### Exercise goal
From the first line to the last, return the data exactly as written.

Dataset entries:

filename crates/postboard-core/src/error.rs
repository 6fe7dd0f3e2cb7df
//! Domain-level error types.

use thiserror::Error;

/// Domain errors - business logic failures.
#[derive(Debug, Error)]
pub enum DomainError {
    #[error("Entity not found: {entity_type} with id {id}")]
    NotFound { entity_type: &'static str, id: i64 },

    /// Store failures pass through untouched.
    #[error(transparent)]
    Repo(#[from] RepoError),
}

/// Repository-level errors.
#[derive(Debug, Error)]
pub enum RepoError {
    #[error("Database connection failed: {0}")]
    Connection(String),

    #[error("Query execution failed: {0}")]
    Query(String),

    #[error("Entity not found")]
    NotFound,

    #[error("Constraint violation: {0}")]
    Constraint(String),
}
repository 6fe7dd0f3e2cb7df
//! Observability module - request correlation.

mod request_id;

pub use request_id::RequestIdMiddleware;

### Answer below
filename crates/postboard-core/src/error.rs
repository 6fe7dd0f3e2cb7df
//! Domain-level error types.

use thiserror::Error;

/// Domain errors - business logic failures.
#[derive(Debug, Error)]
pub enum DomainError {
    #[error("Entity not found: {entity_type} with id {id}")]
    NotFound { entity_type: &'static str, id: i64 },

    /// Store failures pass through untouched.
    #[error(transparent)]
    Repo(#[from] RepoError),
}

/// Repository-level errors.
#[derive(Debug, Error)]
pub enum RepoError {
    #[error("Database connection failed: {0}")]
    Connection(String),

    #[error("Query execution failed: {0}")]
    Query(String),

    #[error("Entity not found")]
    NotFound,

    #[error("Constraint violation: {0}")]
    Constraint(String),
}
repository 6fe7dd0f3e2cb7df
//! Observability module - request correlation.

mod request_id;

pub use request_id::RequestIdMiddleware;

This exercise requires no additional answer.